In practical sense, buying a used electronic device like a phone or computer from the west is preferred as a cost-efficient way to own one but in most cases, African countries do not have a competent waste management plan. And while some manufacturers such as Apple strive to use recyclable materials, some counterfeit products from China do not undergo necessary check to ensure everything used to make them is recyclable.
Safaricom strategy is to employ a sustainable business model targeted at creating more employment opportunities and linking the sector to possible markets for their products. Additionally, the telco plans to involve regulators in supporting the informal sector acquire licenses necessary to increase their capacity as well as fostering transparency in waste management activities.
Speaking on the initiative, Safaricom’s Chief Executive Officer Peter Ndegwa said the integrated waste management program had worked with the Waste Electrical and Electronic Equipment Center in Nairobi to collect more than 1,200 tons of e-waste. Ndegwa also stated the company had involved government bodies including the Environment Ministry, Communications Authority and the National Environment Management Authority in its efforts. Ndegwa concluded by acknowledging the importance of letting in more participants from various stake holders necessary to tackle the e-waste menace.
In the initiative, 100 electronic waste handlers as well as 15 electronic repairers will be trained on best practices in the industry and proceed to be licensed by the National Environment Management Authority (NEMA). The initiative will also seek to improve the health and safety practices among informal workers in the sector.
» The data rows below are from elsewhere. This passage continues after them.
use std::path::PathBuf;

use anyhow::{Context, Result};
use chrono::{DateTime, Utc};
use futures::stream::{self, StreamExt};
use serenity::all::{ChannelId, GuildId, GuildPagination, Http, Message, MessageId};
use serenity::http::HttpError;
use tokio::{sync::watch, time::Duration};
use tracing::{debug, info, warn};

use crate::models::{ArchivedMessage, ChannelInfo, ChannelOutcome, ChannelStats};
use crate::utils::file::{archive_path, write_archive};
use crate::utils::selection::select_text_channels;

const PAGE_SIZE: u8 = 100;
const GUILD_PAGE_SIZE: u64 = 200;

/// Milliseconds between the Unix epoch and the first Discord snowflake.
const DISCORD_EPOCH_MS: u64 = 1_420_070_400_000;

pub struct CollectOptions {
    pub raw_dir: PathBuf,
    pub target_user_id: u64,
    pub skip_channels: Vec<u64>,
    pub max_retries: u32,
    pub page_delay: Duration,
    pub concurrent_channels: usize,
}

enum Page {
    Messages(Vec<Message>),
    /// Discord refused the channel with this status.
    NoAccess(u16),
}

async fn fetch_messages(
    http: &Http,
    channel_id: ChannelId,
    last_id: Option<MessageId>,
) -> serenity::Result<Vec<Message>> {
    let request = serenity::builder::GetMessages::default().limit(PAGE_SIZE);

    let request = if let Some(id) = last_id {
        request.before(id)
    } else {
        request
    };

    channel_id.messages(http, request).await
}

/// Status code of a request Discord answered with an error.
fn rejection_status(err: &serenity::Error) -> Option<u16> {
    match err {
        serenity::Error::Http(HttpError::UnsuccessfulRequest(response)) => {
            Some(response.status_code.as_u16())
        }
        _ => None,
    }
}

/// Missing token scope, missing access and unknown channel fail the same way
/// on every attempt.
fn is_permanent_status(status: u16) -> bool {
    matches!(status, 401 | 403 | 404)
}

/// One page with exponential backoff: waits 2, 4, 8... seconds between tries.
/// Permanent rejections return immediately as [`Page::NoAccess`].
async fn fetch_page(
    http: &Http,
    channel_info: &ChannelInfo,
    last_id: Option<MessageId>,
    max_retries: u32,
) -> Result<Page> {
    let mut tries = 0;
    loop {
        match fetch_messages(http, channel_info.id, last_id).await {
            Ok(messages) => return Ok(Page::Messages(messages)),
            Err(e) => {
                if let Some(status) = rejection_status(&e).filter(|s| is_permanent_status(*s)) {
                    return Ok(Page::NoAccess(status));
                }
                tries += 1;
                if tries > max_retries {
                    return Err(anyhow::Error::new(e)).with_context(|| {
                        format!("Too many retries fetching #{}", channel_info.name)
                    });
                }
                let wait = Duration::from_secs(1 << tries.min(10));
                warn!(
                    "[retry {}/{}] #{}: waiting {:?} after {}",
                    tries, max_retries, channel_info.name, wait, e
                );
                tokio::time::sleep(wait).await;
            }
        }
    }
}

/// Every guild the account belongs to, following the `after` cursor.
pub async fn list_all_guilds(http: &Http) -> Result<Vec<GuildId>> {
    let mut guilds = Vec::new();
    let mut after = None;

    loop {
        let batch = http
            .get_guilds(after.map(GuildPagination::After), Some(GUILD_PAGE_SIZE))
            .await
            .context("Failed to list guilds")?;
        let last_page = (batch.len() as u64) < GUILD_PAGE_SIZE;

        after = batch.last().map(|g| g.id);
        guilds.extend(batch.into_iter().map(|g| g.id));
        if last_page || after.is_none() {
            break;
        }
    }

    info!("📊 Found {} guilds", guilds.len());
    Ok(guilds)
}

/// Fetches a channel's full history and writes it oldest-first.
///
/// `shutdown` is checked at every page boundary; an interrupted channel is
/// discarded rather than saved half-fetched.
pub async fn collect_channel(
    http: &Http,
    channel_info: &ChannelInfo,
    options: &CollectOptions,
    mut shutdown: watch::Receiver<bool>,
) -> Result<(ChannelOutcome, ChannelStats)> {
    let start_time = std::time::Instant::now();
    let mut stats = ChannelStats::named(channel_info.name.clone());
    let mut rows: Vec<ArchivedMessage> = Vec::new();
    let mut last_id = None;
    let mut page = 0usize;

    loop {
        if *shutdown.borrow() {
            return Ok((ChannelOutcome::Interrupted, stats));
        }
        tokio::select! {
            result = fetch_page(http, channel_info, last_id, options.max_retries) => {
                let batch = match result? {
                    Page::Messages(batch) => batch,
                    Page::NoAccess(status) => {
                        info!("[skip perms] #{} ({})", channel_info.name, status);
                        stats.time_taken = start_time.elapsed();
                        return Ok((ChannelOutcome::NoAccess, stats));
                    }
                };
                if batch.is_empty() {
                    break;
                }

                page += 1;
                let yours = batch
                    .iter()
                    .filter(|m| m.author.id.get() == options.target_user_id)
                    .count();
                stats.target_messages += yours;
                let cutoff = batch
                    .last()
                    .map(|m| snowflake_timestamp(m.id.get()).format("%Y-%m-%d").to_string())
                    .unwrap_or_default();
                debug!(
                    "#{} page {:>4}: {:3} msgs, {:2} yours | next < {}",
                    channel_info.name,
                    page,
                    batch.len(),
                    yours,
                    cutoff
                );

                last_id = batch.last().map(|m| m.id);
                rows.extend(batch.iter().map(archive_message));

                tokio::time::sleep(options.page_delay).await;
            }
            Ok(()) = shutdown.changed() => {
                return Ok((ChannelOutcome::Interrupted, stats));
            }
        }
    }

    stats.messages_processed = rows.len();
    stats.time_taken = start_time.elapsed();
    if rows.is_empty() {
        return Ok((ChannelOutcome::Empty, stats));
    }

    // pages arrive newest first
    rows.reverse();
    let path = archive_path(&options.raw_dir, channel_info.guild_id.get(), channel_info.id.get());
    write_archive(&path, &rows)?;
    info!(
        "#{}: saved {} msgs ({} yours) -> {}",
        channel_info.name,
        rows.len(),
        stats.target_messages,
        path.display()
    );

    Ok((ChannelOutcome::Saved, stats))
}

/// Collects every eligible text channel of `guild_id`, a few at a time.
/// A channel that fails is logged and skipped so the rest still get saved.
pub async fn collect_guild(
    http: &Http,
    guild_id: GuildId,
    options: &CollectOptions,
    shutdown: watch::Receiver<bool>,
) -> Result<Vec<(ChannelOutcome, ChannelStats)>> {
    let channels = guild_id
        .channels(http)
        .await
        .with_context(|| format!("Failed to list channels of guild {}", guild_id))?;
    let channels = select_text_channels(guild_id, channels, &options.skip_channels);
    info!("📝 Found {} text channels to scrape", channels.len());

    let results = stream::iter(channels)
        .map(|channel| {
            let shutdown = shutdown.clone();

            async move {
                match collect_channel(http, &channel, options, shutdown).await {
                    Ok(result) => Some(result),
                    Err(e) => {
                        warn!("Error processing channel #{}: {:#}", channel.name, e);
                        None
                    }
                }
            }
        })
        .buffer_unordered(options.concurrent_channels)
        .collect::<Vec<_>>()
        .await;

    Ok(results.into_iter().flatten().collect())
}

/// Creation time encoded in a Discord snowflake id.
pub fn snowflake_timestamp(id: u64) -> DateTime<Utc> {
    let millis = (id >> 22) + DISCORD_EPOCH_MS;
    DateTime::from_timestamp_millis(millis as i64).unwrap_or_default()
}

/// Rewrites `<@id>` and `<@!id>` mentions as `@name`.
pub fn render_mentions<'a>(
    content: &str,
    mentions: impl IntoIterator<Item = (u64, &'a str)>,
) -> String {
    let mut text = content.to_string();
    for (id, name) in mentions {
        let display = format!("@{}", name);
        text = text
            .replace(&format!("<@{}>", id), &display)
            .replace(&format!("<@!{}>", id), &display);
    }
    text
}

/// Name the client shows for a user: the global display name when set.
fn display_name<'a>(global_name: Option<&'a str>, username: &'a str) -> &'a str {
    global_name.filter(|n| !n.trim().is_empty()).unwrap_or(username)
}

fn archive_message(msg: &Message) -> ArchivedMessage {
    ArchivedMessage {
        id: msg.id.get(),
        timestamp: snowflake_timestamp(msg.id.get()),
        channel_id: msg.channel_id.get(),
        author_id: msg.author.id.get(),
        content: render_mentions(
            &msg.content,
            msg.mentions
                .iter()
                .map(|u| (u.id.get(), display_name(u.global_name.as_deref(), &u.name))),
        ),
        has_attachment: !msg.attachments.is_empty(),
        attachment_types: msg.attachments.iter().map(|a| a.content_type.clone()).collect(),
        reference_id: msg
            .message_reference
            .as_ref()
            .and_then(|r| r.message_id)
            .map(|id| id.get()),
    }
}

#[cfg(test)]
mod tests {
    use super::*;

    #[test]
    fn test_snowflake_timestamp() {
        // 2016-04-30T11:18:25.796Z per the Discord developer docs
        let ts = snowflake_timestamp(175_928_847_299_117_063);
        assert_eq!(ts.timestamp_millis(), 1_462_015_105_796);
        assert_eq!(snowflake_timestamp(0).timestamp_millis(), DISCORD_EPOCH_MS as i64);
    }

    #[test]
    fn test_access_rejections_are_permanent() {
        assert!(is_permanent_status(401));
        assert!(is_permanent_status(403));
        assert!(is_permanent_status(404));
        assert!(!is_permanent_status(429));
        assert!(!is_permanent_status(500));
        assert!(!is_permanent_status(502));
    }

    #[test]
    fn test_non_http_errors_have_no_status() {
        let err = serenity::Error::Other("gateway closed");
        assert_eq!(rejection_status(&err), None);
    }

    #[test]
    fn test_display_name_prefers_global_name() {
        assert_eq!(display_name(Some("Alice W"), "alice_w"), "Alice W");
        assert_eq!(display_name(None, "alice_w"), "alice_w");
        assert_eq!(display_name(Some(" "), "alice_w"), "alice_w");
    }

    #[test]
    fn test_render_mentions() {
        let rendered = render_mentions(
            "hey <@42> and <@!7>, ping <@42>",
            [(42, "alice"), (7, "bob")],
        );
        assert_eq!(rendered, "hey @alice and @bob, ping @alice");
    }

    #[test]
    fn test_render_mentions_leaves_unknown_ids() {
        assert_eq!(render_mentions("hi <@99>", [(1, "x")]), "hi <@99>");
        assert_eq!(render_mentions("no mentions", std::iter::empty()), "no mentions");
    }
}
According to a 2020 report by the Global E-Waste Monitor, there were a record 53.6 million metric tons of e-waste generated worldwide in 2019, astounding 21 per cent increase in just five years. The report further predicts that e-waste would reach 74 metric tons worldwide by the year 2030. In essence, this puts e-waste as the fastest growing domestic waste stream partly due to increased use of electronic devices, short life cycles and fewer repair options.